■ Requirement:
Set down each line of the data below exactly.

■ Supplied material:
#![allow(dead_code)]

use std::sync::atomic::{AtomicBool, AtomicU64, Ordering};
use std::sync::{Arc, Mutex};

use async_trait::async_trait;
use serde_json::{Value, json};
use tokio::sync::mpsc;

use babel_client::{
    ChannelError, ChannelEvent, ClientConfig, ControlMap, Cookies, FetchError, FetchRequest,
    FetchResponse, HttpFetch, IdSource, PushChannel, REQUIRED_COOKIES,
};

pub type Log = Arc<Mutex<Vec<String>>>;

pub fn new_log() -> Log {
    Arc::new(Mutex::new(Vec::new()))
}

pub fn entries(log: &Log) -> Vec<String> {
    log.lock().unwrap().clone()
}

pub fn cookies() -> Cookies {
    REQUIRED_COOKIES
        .iter()
        .map(|name| (*name, format!("{}-value", name.to_lowercase())))
        .collect()
}

pub fn config() -> ClientConfig {
    ClientConfig {
        api_base_url: "https://chat.test/chat/v1".to_string(),
        ..ClientConfig::default()
    }
}

// --- frames -----------------------------------------------------------------

pub fn push_frame(wrapper: Value) -> ChannelEvent {
    ChannelEvent::Array(json!([{ "p": wrapper.to_string() }]))
}

pub fn client_id_frame(client_id: &str) -> ChannelEvent {
    push_frame(json!({"3": {"2": client_id}}))
}

/// A state update whose header reports `state` and whose field 2 carries `tag`.
pub fn state_update(state: i64, tag: &str) -> Value {
    json!([[state], tag])
}

pub fn batch_payload(updates: &[Value]) -> String {
    json!(["cbu", updates]).to_string()
}

pub fn batch_frame(updates: &[Value]) -> ChannelEvent {
    push_frame(json!({"2": {"2": batch_payload(updates)}}))
}

// --- push channel -----------------------------------------------------------

/// Channel fed from a test-held sender. Dropping the sender ends the stream.
pub struct ScriptedChannel {
    events: tokio::sync::Mutex<mpsc::UnboundedReceiver<Result<ChannelEvent, ChannelError>>>,
    sent: Mutex<Vec<Vec<ControlMap>>>,
    log: Log,
    fail_sends: AtomicBool,
    closed: AtomicBool,
}

pub type ChannelFeed = mpsc::UnboundedSender<Result<ChannelEvent, ChannelError>>;

impl ScriptedChannel {
    pub fn new(log: Log) -> (Arc<Self>, ChannelFeed) {
        let (tx, rx) = mpsc::unbounded_channel();
        let channel = Arc::new(Self {
            events: tokio::sync::Mutex::new(rx),
            sent: Mutex::new(Vec::new()),
            log,
            fail_sends: AtomicBool::new(false),
            closed: AtomicBool::new(false),
        });
        (channel, tx)
    }

    pub fn fail_sends(&self) {
        self.fail_sends.store(true, Ordering::SeqCst);
    }

    pub fn sent(&self) -> Vec<Vec<ControlMap>> {
        self.sent.lock().unwrap().clone()
    }

    pub fn is_closed(&self) -> bool {
        self.closed.load(Ordering::SeqCst)
    }
}

#[async_trait]
impl PushChannel for ScriptedChannel {
    async fn next_event(&self) -> Result<Option<ChannelEvent>, ChannelError> {
        match self.events.lock().await.recv().await {
            Some(Ok(event)) => Ok(Some(event)),
            Some(Err(e)) => Err(e),
            None => Ok(None),
        }
    }

    async fn send_maps(&self, maps: Vec<ControlMap>) -> Result<(), ChannelError> {
        self.log.lock().unwrap().push("send_maps".to_string());
        if self.fail_sends.load(Ordering::SeqCst) {
            return Err(ChannelError::SendFailed("scripted failure".into()));
        }
        self.sent.lock().unwrap().push(maps);
        Ok(())
    }

    async fn close(&self) {
        self.closed.store(true, Ordering::SeqCst);
    }
}

// --- http -------------------------------------------------------------------

type Responder = Box<dyn Fn(&FetchRequest) -> Result<FetchResponse, FetchError> + Send + Sync>;

/// Records every request and answers through a replaceable responder.
pub struct RecordingHttp {
    requests: Mutex<Vec<FetchRequest>>,
    responder: Mutex<Responder>,
}

impl RecordingHttp {
    /// Answers `getselfinfo` with `ada@example.com` and everything else with OK.
    pub fn ok() -> Arc<Self> {
        Self::with(|request| Ok(default_reply(request)))
    }

    pub fn with<F>(responder: F) -> Arc<Self>
    where
        F: Fn(&FetchRequest) -> Result<FetchResponse, FetchError> + Send + Sync + 'static,
    {
        Arc::new(Self {
            requests: Mutex::new(Vec::new()),
            responder: Mutex::new(Box::new(responder)),
        })
    }

    pub fn respond_with<F>(&self, responder: F)
    where
        F: Fn(&FetchRequest) -> Result<FetchResponse, FetchError> + Send + Sync + 'static,
    {
        *self.responder.lock().unwrap() = Box::new(responder);
    }

    pub fn requests(&self) -> Vec<FetchRequest> {
        self.requests.lock().unwrap().clone()
    }

    /// Endpoint paths requested so far, e.g. `clients/setactiveclient`.
    pub fn endpoints(&self) -> Vec<String> {
        self.requests()
            .iter()
            .map(|request| endpoint_of(&request.url).to_string())
            .collect()
    }

    pub fn bodies(&self, endpoint: &str) -> Vec<Value> {
        self.requests()
            .iter()
            .filter(|request| endpoint_of(&request.url) == endpoint)
            .map(|request| serde_json::from_slice(&request.body).unwrap())
            .collect()
    }
}

#[async_trait]
impl HttpFetch for RecordingHttp {
    async fn post(&self, request: FetchRequest) -> Result<FetchResponse, FetchError> {
        self.requests.lock().unwrap().push(request.clone());
        let responder = self.responder.lock().unwrap();
        responder(&request)
    }
}

pub fn endpoint_of(url: &str) -> &str {
    url.split_once("/chat/v1/").map_or(url, |(_, endpoint)| endpoint)
}

pub fn reply(body: Value) -> FetchResponse {
    FetchResponse {
        status: 200,
        body: format!(")]}}'\n{body}").into_bytes(),
    }
}

pub fn self_info_body(email: &str) -> Value {
    let mut entity = vec![Value::Null; 9];
    entity.push(json!([null, "Ada", null, null, [email]]));
    json!(["cgsirp", [1], entity])
}

pub fn default_reply(request: &FetchRequest) -> FetchResponse {
    if endpoint_of(&request.url) == "contacts/getselfinfo" {
        reply(self_info_body("ada@example.com"))
    } else {
        reply(json!(["tag", [1]]))
    }
}

// --- ids --------------------------------------------------------------------

/// Ids counting up from `start`.
pub struct SequentialIds(AtomicU64);

impl SequentialIds {
    pub fn starting_at(start: u64) -> Arc<Self> {
        Arc::new(Self(AtomicU64::new(start)))
    }
}

impl IdSource for SequentialIds {
    fn next_id(&self) -> u64 {
        self.0.fetch_add(1, Ordering::SeqCst)
    }
}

■ Response below:
#![allow(dead_code)]

use std::sync::atomic::{AtomicBool, AtomicU64, Ordering};
use std::sync::{Arc, Mutex};

use async_trait::async_trait;
use serde_json::{Value, json};
use tokio::sync::mpsc;

use babel_client::{
    ChannelError, ChannelEvent, ClientConfig, ControlMap, Cookies, FetchError, FetchRequest,
    FetchResponse, HttpFetch, IdSource, PushChannel, REQUIRED_COOKIES,
};

pub type Log = Arc<Mutex<Vec<String>>>;

pub fn new_log() -> Log {
    Arc::new(Mutex::new(Vec::new()))
}

pub fn entries(log: &Log) -> Vec<String> {
    log.lock().unwrap().clone()
}

pub fn cookies() -> Cookies {
    REQUIRED_COOKIES
        .iter()
        .map(|name| (*name, format!("{}-value", name.to_lowercase())))
        .collect()
}

pub fn config() -> ClientConfig {
    ClientConfig {
        api_base_url: "https://chat.test/chat/v1".to_string(),
        ..ClientConfig::default()
    }
}

// --- frames -----------------------------------------------------------------

pub fn push_frame(wrapper: Value) -> ChannelEvent {
    ChannelEvent::Array(json!([{ "p": wrapper.to_string() }]))
}

pub fn client_id_frame(client_id: &str) -> ChannelEvent {
    push_frame(json!({"3": {"2": client_id}}))
}

/// A state update whose header reports `state` and whose field 2 carries `tag`.
pub fn state_update(state: i64, tag: &str) -> Value {
    json!([[state], tag])
}

pub fn batch_payload(updates: &[Value]) -> String {
    json!(["cbu", updates]).to_string()
}

pub fn batch_frame(updates: &[Value]) -> ChannelEvent {
    push_frame(json!({"2": {"2": batch_payload(updates)}}))
}

// --- push channel -----------------------------------------------------------

/// Channel fed from a test-held sender. Dropping the sender ends the stream.
pub struct ScriptedChannel {
    events: tokio::sync::Mutex<mpsc::UnboundedReceiver<Result<ChannelEvent, ChannelError>>>,
    sent: Mutex<Vec<Vec<ControlMap>>>,
    log: Log,
    fail_sends: AtomicBool,
    closed: AtomicBool,
}

pub type ChannelFeed = mpsc::UnboundedSender<Result<ChannelEvent, ChannelError>>;

impl ScriptedChannel {
    pub fn new(log: Log) -> (Arc<Self>, ChannelFeed) {
        let (tx, rx) = mpsc::unbounded_channel();
        let channel = Arc::new(Self {
            events: tokio::sync::Mutex::new(rx),
            sent: Mutex::new(Vec::new()),
            log,
            fail_sends: AtomicBool::new(false),
            closed: AtomicBool::new(false),
        });
        (channel, tx)
    }

    pub fn fail_sends(&self) {
        self.fail_sends.store(true, Ordering::SeqCst);
    }

    pub fn sent(&self) -> Vec<Vec<ControlMap>> {
        self.sent.lock().unwrap().clone()
    }

    pub fn is_closed(&self) -> bool {
        self.closed.load(Ordering::SeqCst)
    }
}

#[async_trait]
impl PushChannel for ScriptedChannel {
    async fn next_event(&self) -> Result<Option<ChannelEvent>, ChannelError> {
        match self.events.lock().await.recv().await {
            Some(Ok(event)) => Ok(Some(event)),
            Some(Err(e)) => Err(e),
            None => Ok(None),
        }
    }

    async fn send_maps(&self, maps: Vec<ControlMap>) -> Result<(), ChannelError> {
        self.log.lock().unwrap().push("send_maps".to_string());
        if self.fail_sends.load(Ordering::SeqCst) {
            return Err(ChannelError::SendFailed("scripted failure".into()));
        }
        self.sent.lock().unwrap().push(maps);
        Ok(())
    }

    async fn close(&self) {
        self.closed.store(true, Ordering::SeqCst);
    }
}

// --- http -------------------------------------------------------------------

type Responder = Box<dyn Fn(&FetchRequest) -> Result<FetchResponse, FetchError> + Send + Sync>;

/// Records every request and answers through a replaceable responder.
pub struct RecordingHttp {
    requests: Mutex<Vec<FetchRequest>>,
    responder: Mutex<Responder>,
}

impl RecordingHttp {
    /// Answers `getselfinfo` with `ada@example.com` and everything else with OK.
    pub fn ok() -> Arc<Self> {
        Self::with(|request| Ok(default_reply(request)))
    }

    pub fn with<F>(responder: F) -> Arc<Self>
    where
        F: Fn(&FetchRequest) -> Result<FetchResponse, FetchError> + Send + Sync + 'static,
    {
        Arc::new(Self {
            requests: Mutex::new(Vec::new()),
            responder: Mutex::new(Box::new(responder)),
        })
    }

    pub fn respond_with<F>(&self, responder: F)
    where
        F: Fn(&FetchRequest) -> Result<FetchResponse, FetchError> + Send + Sync + 'static,
    {
        *self.responder.lock().unwrap() = Box::new(responder);
    }

    pub fn requests(&self) -> Vec<FetchRequest> {
        self.requests.lock().unwrap().clone()
    }

    /// Endpoint paths requested so far, e.g. `clients/setactiveclient`.
    pub fn endpoints(&self) -> Vec<String> {
        self.requests()
            .iter()
            .map(|request| endpoint_of(&request.url).to_string())
            .collect()
    }

    pub fn bodies(&self, endpoint: &str) -> Vec<Value> {
        self.requests()
            .iter()
            .filter(|request| endpoint_of(&request.url) == endpoint)
            .map(|request| serde_json::from_slice(&request.body).unwrap())
            .collect()
    }
}

#[async_trait]
impl HttpFetch for RecordingHttp {
    async fn post(&self, request: FetchRequest) -> Result<FetchResponse, FetchError> {
        self.requests.lock().unwrap().push(request.clone());
        let responder = self.responder.lock().unwrap();
        responder(&request)
    }
}

pub fn endpoint_of(url: &str) -> &str {
    url.split_once("/chat/v1/").map_or(url, |(_, endpoint)| endpoint)
}

pub fn reply(body: Value) -> FetchResponse {
    FetchResponse {
        status: 200,
        body: format!(")]}}'\n{body}").into_bytes(),
    }
}

pub fn self_info_body(email: &str) -> Value {
    let mut entity = vec![Value::Null; 9];
    entity.push(json!([null, "Ada", null, null, [email]]));
    json!(["cgsirp", [1], entity])
}

pub fn default_reply(request: &FetchRequest) -> FetchResponse {
    if endpoint_of(&request.url) == "contacts/getselfinfo" {
        reply(self_info_body("ada@example.com"))
    } else {
        reply(json!(["tag", [1]]))
    }
}

// --- ids --------------------------------------------------------------------

/// Ids counting up from `start`.
pub struct SequentialIds(AtomicU64);

impl SequentialIds {
    pub fn starting_at(start: u64) -> Arc<Self> {
        Arc::new(Self(AtomicU64::new(start)))
    }
}

impl IdSource for SequentialIds {
    fn next_id(&self) -> u64 {
        self.0.fetch_add(1, Ordering::SeqCst)
    }
}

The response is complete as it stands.